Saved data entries

# # # # #

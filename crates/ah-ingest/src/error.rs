//! Top-level error for the Ingest Orchestrator's HTTP boundary (§7): the
//! point where `StoreError`/`MatcherError` converge into a single stable
//! kind, mirroring the teacher's per-crate `RouterError`/`PlatformError`
//! convention of owning one `IntoResponse` impl per surface.

use axum::http::StatusCode;
use axum::response::{IntoResponse, Json, Response};
use serde::Serialize;
use thiserror::Error;
use utoipa::ToSchema;

#[derive(Error, Debug)]
pub enum IngestError {
    #[error("request body must contain at least one alert")]
    EmptyBatch,

    #[error("batch size {0} exceeds the maximum of {1}")]
    BatchTooLarge(usize, usize),

    #[error("storage error: {0}")]
    Store(#[from] ah_store::StoreError),

    #[error("silence matcher error: {0}")]
    Matcher(#[from] ah_matcher::MatcherError),
}

#[derive(Debug, Serialize, ToSchema)]
pub struct ErrorResponse {
    pub error: String,
    pub message: String,
}

impl IntoResponse for IngestError {
    fn into_response(self) -> Response {
        let (status, kind) = match &self {
            IngestError::EmptyBatch | IngestError::BatchTooLarge(_, _) => {
                (StatusCode::BAD_REQUEST, "INVALID_BATCH")
            }
            IngestError::Store(_) => (StatusCode::SERVICE_UNAVAILABLE, "STORE_ERROR"),
            IngestError::Matcher(_) => (StatusCode::INTERNAL_SERVER_ERROR, "MATCHER_ERROR"),
        };

        let body = ErrorResponse { error: kind.to_string(), message: self.to_string() };
        (status, Json(body)).into_response()
    }
}

pub type Result<T> = std::result::Result<T, IngestError>;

# # # # #

== EXERCISE BRIEF ==
Verbatim reproduction is required for the line holding "pub struct ErrorResponse" and for every line after it in the records, with no other line included.

== EXERCISE RESPONSE ==
pub struct ErrorResponse {
    pub error: String,
    pub message: String,
}

impl IntoResponse for IngestError {
    fn into_response(self) -> Response {
        let (status, kind) = match &self {
            IngestError::EmptyBatch | IngestError::BatchTooLarge(_, _) => {
                (StatusCode::BAD_REQUEST, "INVALID_BATCH")
            }
            IngestError::Store(_) => (StatusCode::SERVICE_UNAVAILABLE, "STORE_ERROR"),
            IngestError::Matcher(_) => (StatusCode::INTERNAL_SERVER_ERROR, "MATCHER_ERROR"),
        };

        let body = ErrorResponse { error: kind.to_string(), message: self.to_string() };
        (status, Json(body)).into_response()
    }
}

pub type Result<T> = std::result::Result<T, IngestError>;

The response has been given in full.